Note: Reports should be careful not to state as a “fact” any information that is not actually known to be valid.
For example, if no one witnessed the asserted accident, the report should document, “Employee states . . . but there were no witnesses.” If the employee claims to be injured or ill without providing any medical documentation of that fact, the nature of the injury should be stated as “unknown — employee asserts to having . . . but no medical documentation of that diagnosis was received.” Alternatively, the employer might assert, “employee reports pain.” If the employer fails to take these steps, the employer may be held liable for issues that would not be considered valid, factual issues but for the employer’s concede.
- Designate an Employee Contact Person. A specific individual must be designated to communicate with the injured or ill employee and this individual should be identified on the report. An employee contact person should be able to explain the benefits available to the employee and should follow up with the employee’s medical provider to monitor the employee’s status.

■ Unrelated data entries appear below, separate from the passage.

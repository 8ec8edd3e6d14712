// src/release/lifecycle.rs

//! Release lifecycle: create, update, commit, revert
//!
//! Wraps planning and execution behind status-checked operations over the
//! persisted release. Every status transition and plan mutation runs inside
//! one exclusive database transaction per release, which serializes
//! concurrent attempts on the same row.
//!
//! Commit catches exactly the validation, signature and missing-repository
//! error categories and records them as a `Failed` release with a message;
//! anything else (transport faults, failed manager tasks) propagates and
//! leaves the release `InProgress` for operator inspection.

use super::executor::{ContentGuard, ReleaseExecutor};
use crate::affinity::AffinityOracle;
use crate::builds::{BuildRecord, BuildSource, SignatureVerifier};
use crate::config::PlatformConfig;
use crate::db;
use crate::db::models::{Release, ReleaseBuild, ReleaseStatus};
use crate::error::{Error, Result};
use crate::plan::{PlanBuilder, ReleasePlan};
use crate::repository::RepositoryApi;
use rusqlite::Connection;
use tracing::{info, warn};

/// Entry point for release operations on one platform
pub struct ReleaseManager<'a> {
    client: &'a dyn RepositoryApi,
    oracle: Option<&'a dyn AffinityOracle>,
    builds: &'a dyn BuildSource,
    verifier: &'a dyn SignatureVerifier,
    guard: &'a dyn ContentGuard,
    platform: &'a PlatformConfig,
}

impl<'a> ReleaseManager<'a> {
    pub fn new(
        client: &'a dyn RepositoryApi,
        oracle: Option<&'a dyn AffinityOracle>,
        builds: &'a dyn BuildSource,
        verifier: &'a dyn SignatureVerifier,
        guard: &'a dyn ContentGuard,
        platform: &'a PlatformConfig,
    ) -> Self {
        Self {
            client,
            oracle,
            builds,
            verifier,
            guard,
            platform,
        }
    }

    fn plan_builder(&self) -> PlanBuilder<'_> {
        PlanBuilder::new(self.client, self.oracle, self.platform)
    }

    async fn fetch_builds(&self, build_ids: &[i64]) -> Result<Vec<BuildRecord>> {
        self.builds.get_builds(build_ids).await
    }

    /// Plan a release for the given builds and persist it as `Scheduled`
    pub async fn create(
        &self,
        conn: &mut Connection,
        build_ids: Vec<i64>,
        build_task_ids: Option<Vec<i64>>,
        created_by: &str,
    ) -> Result<Release> {
        let builds = self.fetch_builds(&build_ids).await?;
        let plan = self
            .plan_builder()
            .build_plan(&builds, build_task_ids.as_deref())
            .await?;

        let mut release = Release::new(
            self.platform.name.clone(),
            created_by.to_string(),
            build_ids,
            build_task_ids,
            plan,
        );
        db::transaction(conn, |tx| {
            release.insert(tx)?;
            Ok(())
        })?;
        info!(
            "Created release {} with {} plan entries",
            release.id.unwrap_or(0),
            release.plan.packages.len()
        );
        Ok(release)
    }

    /// Replace a scheduled release's plan
    ///
    /// A fully-formed plan (operator edits) is stored as-is after a fresh
    /// presence check; changed build ids rebuild the plan from scratch.
    pub async fn update(
        &self,
        conn: &mut Connection,
        release_id: i64,
        new_build_ids: Option<Vec<i64>>,
        new_plan: Option<ReleasePlan>,
    ) -> Result<Release> {
        let mut release = load_release(conn, release_id)?;
        require_status(&release, &[ReleaseStatus::Scheduled], "update")?;

        match (new_plan, new_build_ids) {
            (Some(mut plan), build_ids) => {
                self.plan_builder().refresh_presence(&mut plan).await?;
                release.plan = plan;
                if let Some(build_ids) = build_ids {
                    release.build_ids = build_ids;
                }
            }
            (None, Some(build_ids)) => {
                let builds = self.fetch_builds(&build_ids).await?;
                release.plan = self
                    .plan_builder()
                    .build_plan(&builds, release.build_task_ids.as_deref())
                    .await?;
                release.build_ids = build_ids;
            }
            (None, None) => {
                // Nothing changed upstream; refresh the presence maps so the
                // operator sees current repository state
                let mut plan = release.plan.clone();
                self.plan_builder().refresh_presence(&mut plan).await?;
                release.plan = plan;
            }
        }

        db::transaction(conn, |tx| {
            release.update(tx)?;
            Ok(())
        })?;
        Ok(release)
    }

    /// Execute a release and record the outcome
    ///
    /// The release transitions to `InProgress` and the referenced builds are
    /// linked before execution starts. Success ends `Completed`; a caught
    /// failure ends `Failed` with the message stored. Either way the plan's
    /// audit log is persisted.
    pub async fn commit(&self, conn: &mut Connection, release_id: i64) -> Result<(Release, String)> {
        let mut release = db::transaction(conn, |tx| {
            let mut release = load_release(tx, release_id)?;
            require_status(
                &release,
                &[ReleaseStatus::Scheduled, ReleaseStatus::Failed],
                "commit",
            )?;
            release.status = ReleaseStatus::InProgress;
            release.update(tx)?;
            ReleaseBuild::link(tx, release_id, &release.build_ids)?;
            Ok(release)
        })?;

        let builds = self.fetch_builds(&release.build_ids).await?;
        let executor = ReleaseExecutor::new(self.client, self.verifier);

        let mut plan = release.plan.clone();
        let outcome = executor.execute(&mut plan, &builds).await;

        let (status, message) = match outcome {
            Ok(messages) => {
                let message = if messages.is_empty() {
                    "Release succeeded".to_string()
                } else {
                    format!("Release succeeded:\n{}", messages.join("\n"))
                };
                (ReleaseStatus::Completed, message)
            }
            Err(error) if error.is_release_failure() => {
                warn!("Release {} failed: {}", release_id, error);
                (ReleaseStatus::Failed, format!("Release failed: {error}"))
            }
            // Transport faults and failed manager tasks leave the release
            // in progress; operators inspect and re-commit manually
            Err(error) => return Err(error),
        };

        plan.append_log(&message);
        release.plan = plan;
        release.status = status;
        db::transaction(conn, |tx| {
            release.update(tx)?;
            Ok(())
        })?;
        Ok((release, message))
    }

    /// Undo a completed release and mark it `Reverted`
    pub async fn revert(&self, conn: &mut Connection, release_id: i64) -> Result<(Release, String)> {
        let mut release = db::transaction(conn, |tx| {
            let mut release = load_release(tx, release_id)?;
            require_status(&release, &[ReleaseStatus::Completed], "revert")?;
            release.status = ReleaseStatus::InProgress;
            release.update(tx)?;
            Ok(release)
        })?;

        let executor = ReleaseExecutor::new(self.client, self.verifier);
        let outcome = executor.revert(&release.plan, self.guard).await;

        let (status, message, unlink) = match outcome {
            Ok(messages) => {
                let message = if messages.is_empty() {
                    "Release reverted".to_string()
                } else {
                    format!("Release reverted:\n{}", messages.join("\n"))
                };
                (ReleaseStatus::Reverted, message, true)
            }
            Err(error) if error.is_release_failure() => {
                warn!("Revert of release {} failed: {}", release_id, error);
                (ReleaseStatus::Failed, format!("Revert failed: {error}"), false)
            }
            Err(error) => return Err(error),
        };

        release.plan.append_log(&message);
        release.status = status;
        db::transaction(conn, |tx| {
            release.update(tx)?;
            if unlink {
                ReleaseBuild::unlink_all(tx, release_id)?;
            }
            Ok(())
        })?;
        Ok((release, message))
    }
}

fn load_release(conn: &Connection, release_id: i64) -> Result<Release> {
    Release::find_by_id(conn, release_id)?.ok_or(Error::ReleaseNotFound(release_id))
}

fn require_status(release: &Release, allowed: &[ReleaseStatus], operation: &str) -> Result<()> {
    if allowed.contains(&release.status) {
        return Ok(());
    }
    Err(Error::InvalidStatusTransition {
        id: release.id.unwrap_or(0),
        status: release.status.to_string(),
        operation: operation.to_string(),
    })
}
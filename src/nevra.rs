// src/nevra.rs

//! NEVRA package identity and artifact file name parsing
//!
//! NEVRA (name-epoch:version-release.architecture) is the canonical identity
//! tuple for an RPM package. Architecture and debug-ness are always derived
//! from the artifact file name, never passed explicitly by build reports.

use crate::error::{Error, Result};
use regex::Regex;
use serde::{Deserialize, Serialize};
use std::fmt;
use std::sync::OnceLock;

/// Debuginfo / debugsource package name pattern
fn debug_re() -> &'static Regex {
    static RE: OnceLock<Regex> = OnceLock::new();
    RE.get_or_init(|| Regex::new(r"-debug(info|source)(-|$)").unwrap())
}

/// Canonical identity of an RPM package
///
/// Two values are equal iff all five fields match exactly; the epoch is kept
/// as a normalized string ("0" when absent) so hashing stays stable across
/// sources that report it as int, string or not at all.
#[derive(Debug, Clone, PartialEq, Eq, Hash, Serialize, Deserialize)]
pub struct Nevra {
    pub name: String,
    pub epoch: String,
    pub version: String,
    pub release: String,
    pub arch: String,
}

impl Nevra {
    pub fn new(name: &str, epoch: &str, version: &str, release: &str, arch: &str) -> Self {
        Self {
            name: name.to_string(),
            epoch: normalize_epoch(epoch),
            version: version.to_string(),
            release: release.to_string(),
            arch: arch.to_string(),
        }
    }

    /// Parse a NEVRA from an RPM artifact file name
    ///
    /// `foo-1.2-3.el8.x86_64.rpm` → name=foo, version=1.2, release=3.el8,
    /// arch=x86_64. The epoch is not encoded in file names and defaults to "0".
    pub fn from_artifact_name(artifact_name: &str) -> Result<Self> {
        let stem = artifact_name.strip_suffix(".rpm").ok_or_else(|| {
            Error::ParseError(format!("'{}' is not an RPM artifact name", artifact_name))
        })?;

        let (rest, arch) = stem.rsplit_once('.').ok_or_else(|| {
            Error::ParseError(format!("No architecture token in '{}'", artifact_name))
        })?;

        let (rest, release) = rest.rsplit_once('-').ok_or_else(|| {
            Error::ParseError(format!("No release component in '{}'", artifact_name))
        })?;

        let (name, version) = rest.rsplit_once('-').ok_or_else(|| {
            Error::ParseError(format!("No version component in '{}'", artifact_name))
        })?;

        if name.is_empty() || version.is_empty() || release.is_empty() || arch.is_empty() {
            return Err(Error::ParseError(format!(
                "Malformed RPM artifact name '{}'",
                artifact_name
            )));
        }

        Ok(Self::new(name, "0", version, release, arch))
    }

    /// Full artifact file name: `name-version-release.arch.rpm`
    pub fn full_name(&self) -> String {
        format!(
            "{}-{}-{}.{}.rpm",
            self.name, self.version, self.release, self.arch
        )
    }

    /// Whether this is a debuginfo or debugsource package
    pub fn is_debuginfo(&self) -> bool {
        debug_re().is_match(&self.name)
    }

    /// Whether this is a source package
    pub fn is_source(&self) -> bool {
        self.arch == "src"
    }
}

impl fmt::Display for Nevra {
    fn fmt(&self, f: &mut fmt::Formatter<'_>) -> fmt::Result {
        write!(
            f,
            "{}-{}:{}-{}.{}",
            self.name, self.epoch, self.version, self.release, self.arch
        )
    }
}

/// Normalize an epoch value to its canonical string form
pub fn normalize_epoch(epoch: &str) -> String {
    let trimmed = epoch.trim();
    if trimmed.is_empty() || trimmed == "(none)" {
        return "0".to_string();
    }
    // Collapse numeric representations ("00" == "0")
    match trimmed.parse::<u64>() {
        Ok(n) => n.to_string(),
        Err(_) => trimmed.to_string(),
    }
}

/// Whether an artifact file name names a debuginfo/debugsource package
pub fn artifact_is_debuginfo(artifact_name: &str) -> bool {
    debug_re().is_match(artifact_name)
}
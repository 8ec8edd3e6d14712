// src/affinity/matcher.rs

//! Matching engine: candidate package → target repositories
//!
//! A pure function of the affinity cache and the match key. The fallback
//! chain is ordered and deterministic; each step runs only when the previous
//! produced no match:
//!
//! 1. exact (name, version, arch, is_beta, is_devel)
//! 2. same key with the beta flag flipped
//! 3. any version of (name, arch, is_devel), the highest rpm-ordered
//!    version wins
//! 4. non-devel keys fall back to the platform devel bucket
//! 5. devel keys produce no placement

use super::cache::{AffinityCache, AffinityKey};
use super::oracle::PredictedPackage;
use crate::config::PlatformConfig;
use crate::error::{Error, Result};
use crate::repository::RepositoryKey;
use crate::version::compare_versions;
use regex::Regex;
use std::sync::OnceLock;
use tracing::debug;

/// Canonical suffix extraction from oracle repository names
///
/// `almalinux-8-beta-appstream` → `appstream`,
/// `centos-9-crb` → `crb`.
fn repo_name_re() -> &'static Regex {
    static RE: OnceLock<Regex> = OnceLock::new();
    RE.get_or_init(|| Regex::new(r"\w+-\d+-(?:beta-)?(?P<name>\w+(?:-\w+)?)").unwrap())
}

/// Identity of a candidate package for target resolution
#[derive(Debug, Clone, PartialEq, Eq)]
pub struct MatchKey {
    pub name: String,
    pub version: String,
    pub arch: String,
    pub is_beta: bool,
    pub is_devel: bool,
}

/// Rewrite an oracle repository name into the target platform's namespace
///
/// Extracts the logical suffix (`appstream`, `baseos`, ...) and re-prefixes
/// it with the target distribution name and version; debug packages get the
/// `-debuginfo` suffix. A name without a recognizable suffix is a typed
/// error, never an unhandled capture miss.
pub fn rewrite_repo_name(raw: &str, prefix: &str, is_debug: bool) -> Result<String> {
    let captures = repo_name_re()
        .captures(raw)
        .ok_or_else(|| Error::RepoNameRewrite(raw.to_string()))?;
    let suffix = &captures["name"];
    let mut name = format!("{prefix}-{suffix}");
    if is_debug {
        name.push_str("-debuginfo");
    }
    Ok(name)
}

/// Resolve the target repositories for one candidate package variant
///
/// Returns an empty list only for unmatched devel variants; every unmatched
/// non-devel package still lands in the platform devel bucket.
pub fn resolve_targets(
    cache: &AffinityCache,
    key: &MatchKey,
    platform: &PlatformConfig,
    is_debug: bool,
) -> Result<Vec<RepositoryKey>> {
    let record = lookup(cache, key);

    let Some(record) = record else {
        if key.is_devel {
            debug!("No devel placement for {}", key.name);
            return Ok(Vec::new());
        }
        // Guaranteed landing spot for unmatched non-devel packages
        let devel = RepositoryKey::new(&platform.devel_repo_name(is_debug), &key.arch, is_debug);
        debug!("Falling back to {} for {}", devel, key.name);
        return Ok(vec![devel]);
    };

    let prefix = platform.repo_name_prefix();
    let mut targets = Vec::new();
    for repo in &record.repositories {
        let name = rewrite_repo_name(&repo.name, &prefix, is_debug)?;
        let target = RepositoryKey::new(&name, &repo.arch, is_debug);
        if !targets.contains(&target) {
            targets.push(target);
        }
    }
    Ok(targets)
}

/// The ordered fallback lookup over the cache
fn lookup<'a>(cache: &'a AffinityCache, key: &MatchKey) -> Option<&'a PredictedPackage> {
    let exact = AffinityKey {
        name: key.name.clone(),
        version: key.version.clone(),
        arch: key.arch.clone(),
        is_beta: key.is_beta,
        is_devel: key.is_devel,
    };
    if let Some(record) = cache.get(&exact) {
        return Some(record);
    }

    // Packages are frequently cross-listed between beta and stable snapshots
    let flipped = AffinityKey {
        is_beta: !key.is_beta,
        ..exact.clone()
    };
    if let Some(record) = cache.get(&flipped) {
        return Some(record);
    }

    // Any version of the same name/arch/devel group; highest version wins
    cache
        .matches_any_version(&key.name, &key.arch, key.is_devel)
        .into_iter()
        .max_by(|(a, _), (b, _)| {
            compare_versions(&a.version, &b.version)
                .then_with(|| a.is_beta.cmp(&b.is_beta))
        })
        .map(|(_, record)| record)
}

#[cfg(test)]
mod tests {
    use super::*;
    use crate::affinity::oracle::{OracleDistribution, OracleRepository, OracleResponse};
    use std::collections::BTreeMap;

    fn platform() -> PlatformConfig {
        PlatformConfig {
            name: "AlmaLinux-8".to_string(),
            distribution: "almalinux".to_string(),
            distribution_version: "8".to_string(),
            arch_list: vec!["x86_64".to_string(), "i686".to_string()],
            weak_arches: BTreeMap::from([("x86_64".to_string(), vec!["i686".to_string()])]),
            copy_priority_arches: vec![],
            modularity_filter_prefixes: vec![],
            repositories: vec![],
        }
    }

    fn cached(
        cache: &mut AffinityCache,
        name: &str,
        version: &str,
        arch: &str,
        is_beta: bool,
        repo: &str,
    ) {
        cache.insert_response(
            &OracleResponse {
                distribution: OracleDistribution {
                    version: "8".to_string(),
                },
                packages: vec![PredictedPackage {
                    name: name.to_string(),
                    version: version.to_string(),
                    arch: arch.to_string(),
                    repositories: vec![OracleRepository {
                        name: repo.to_string(),
                        arch: arch.to_string(),
                    }],
                }],
            },
            is_beta,
        );
    }

    fn key(name: &str, version: &str, arch: &str, is_beta: bool, is_devel: bool) -> MatchKey {
        MatchKey {
            name: name.to_string(),
            version: version.to_string(),
            arch: arch.to_string(),
            is_beta,
            is_devel,
        }
    }

    #[test]
    fn test_rewrite_repo_name() {
        assert_eq!(
            rewrite_repo_name("centos-8-appstream", "almalinux-8", false).unwrap(),
            "almalinux-8-appstream"
        );
        assert_eq!(
            rewrite_repo_name("centos-8-beta-powertools", "almalinux-8", false).unwrap(),
            "almalinux-8-powertools"
        );
        assert_eq!(
            rewrite_repo_name("centos-8-baseos", "almalinux-8", true).unwrap(),
            "almalinux-8-baseos-debuginfo"
        );
        assert!(matches!(
            rewrite_repo_name("garbage", "almalinux-8", false),
            Err(Error::RepoNameRewrite(_))
        ));
    }

    #[test]
    fn test_exact_match() {
        let mut cache = AffinityCache::new();
        cached(&mut cache, "openssl", "1.1.1k", "x86_64", false, "centos-8-baseos");
        let targets = resolve_targets(
            &cache,
            &key("openssl", "1.1.1k", "x86_64", false, false),
            &platform(),
            false,
        )
        .unwrap();
        assert_eq!(
            targets,
            vec![RepositoryKey::new("almalinux-8-baseos", "x86_64", false)]
        );
    }

    #[test]
    fn test_beta_flip_fallback() {
        let mut cache = AffinityCache::new();
        cached(&mut cache, "openssl", "1.1.1k", "x86_64", true, "centos-8-baseos");
        // Candidate is stable, cache only has the beta snapshot
        let targets = resolve_targets(
            &cache,
            &key("openssl", "1.1.1k", "x86_64", false, false),
            &platform(),
            false,
        )
        .unwrap();
        assert_eq!(targets.len(), 1);
        assert_eq!(targets[0].name, "almalinux-8-baseos");
    }

    #[test]
    fn test_any_version_picks_highest() {
        let mut cache = AffinityCache::new();
        cached(&mut cache, "kernel", "4.18.0", "x86_64", false, "centos-8-baseos");
        cached(&mut cache, "kernel", "5.14.0", "x86_64", false, "centos-8-appstream");
        let targets = resolve_targets(
            &cache,
            &key("kernel", "6.1.0", "x86_64", false, false),
            &platform(),
            false,
        )
        .unwrap();
        assert_eq!(targets[0].name, "almalinux-8-appstream");
    }

    #[test]
    fn test_unmatched_falls_back_to_devel() {
        let cache = AffinityCache::new();
        let targets = resolve_targets(
            &cache,
            &key("brand-new", "1.0", "aarch64", false, false),
            &platform(),
            false,
        )
        .unwrap();
        assert_eq!(
            targets,
            vec![RepositoryKey::new("almalinux-8-devel", "aarch64", false)]
        );

        let debug_targets = resolve_targets(
            &cache,
            &key("brand-new-debuginfo", "1.0", "aarch64", false, false),
            &platform(),
            true,
        )
        .unwrap();
        assert_eq!(debug_targets[0].name, "almalinux-8-devel-debuginfo");
        assert!(debug_targets[0].debug);
    }

    #[test]
    fn test_unmatched_devel_variant_is_dropped() {
        let cache = AffinityCache::new();
        let targets = resolve_targets(
            &cache,
            &key("brand-new", "1.0", "x86_64", false, true),
            &platform(),
            false,
        )
        .unwrap();
        assert!(targets.is_empty());
    }

    #[test]
    fn test_weak_arch_inherits_strong_placement() {
        let mut cache = AffinityCache::new();
        cached(&mut cache, "glibc", "2.28", "x86_64", false, "centos-8-baseos");
        cache.propagate_weak_arches(&[("x86_64".to_string(), vec!["i686".to_string()])]);
        let targets = resolve_targets(
            &cache,
            &key("glibc", "2.28", "i686", false, false),
            &platform(),
            false,
        )
        .unwrap();
        // The i686 package lands in the x86_64 repository
        assert_eq!(
            targets,
            vec![RepositoryKey::new("almalinux-8-baseos", "x86_64", false)]
        );
    }
}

- Investigate the Accident. Employers must investigate the accident or illness to determine how it happened and to ensure there is no recurrence. An efficient investigation would include, but not be limited to, the gathering of material evidence, taking pictures, and talking to witnesses. Employers must determine whether the accident was work related and gather all possible information to convince an insurer that the incident was indeed work related. Employers are also responsible for gathering any information relevant to a possible claim that a negligent third party or piece of defective equipment contributed to the accident.
- Monitor the Accuracy of Claims Reporting to the National Council on Compensation Insurance.Employers should ensure that they monitor claims reporting. Inaccurate claims affect an employer’s premium. Employers should also monitor any insurers’ audits of company payroll to ensure that workers are properly classified, thus further controlling premium costs.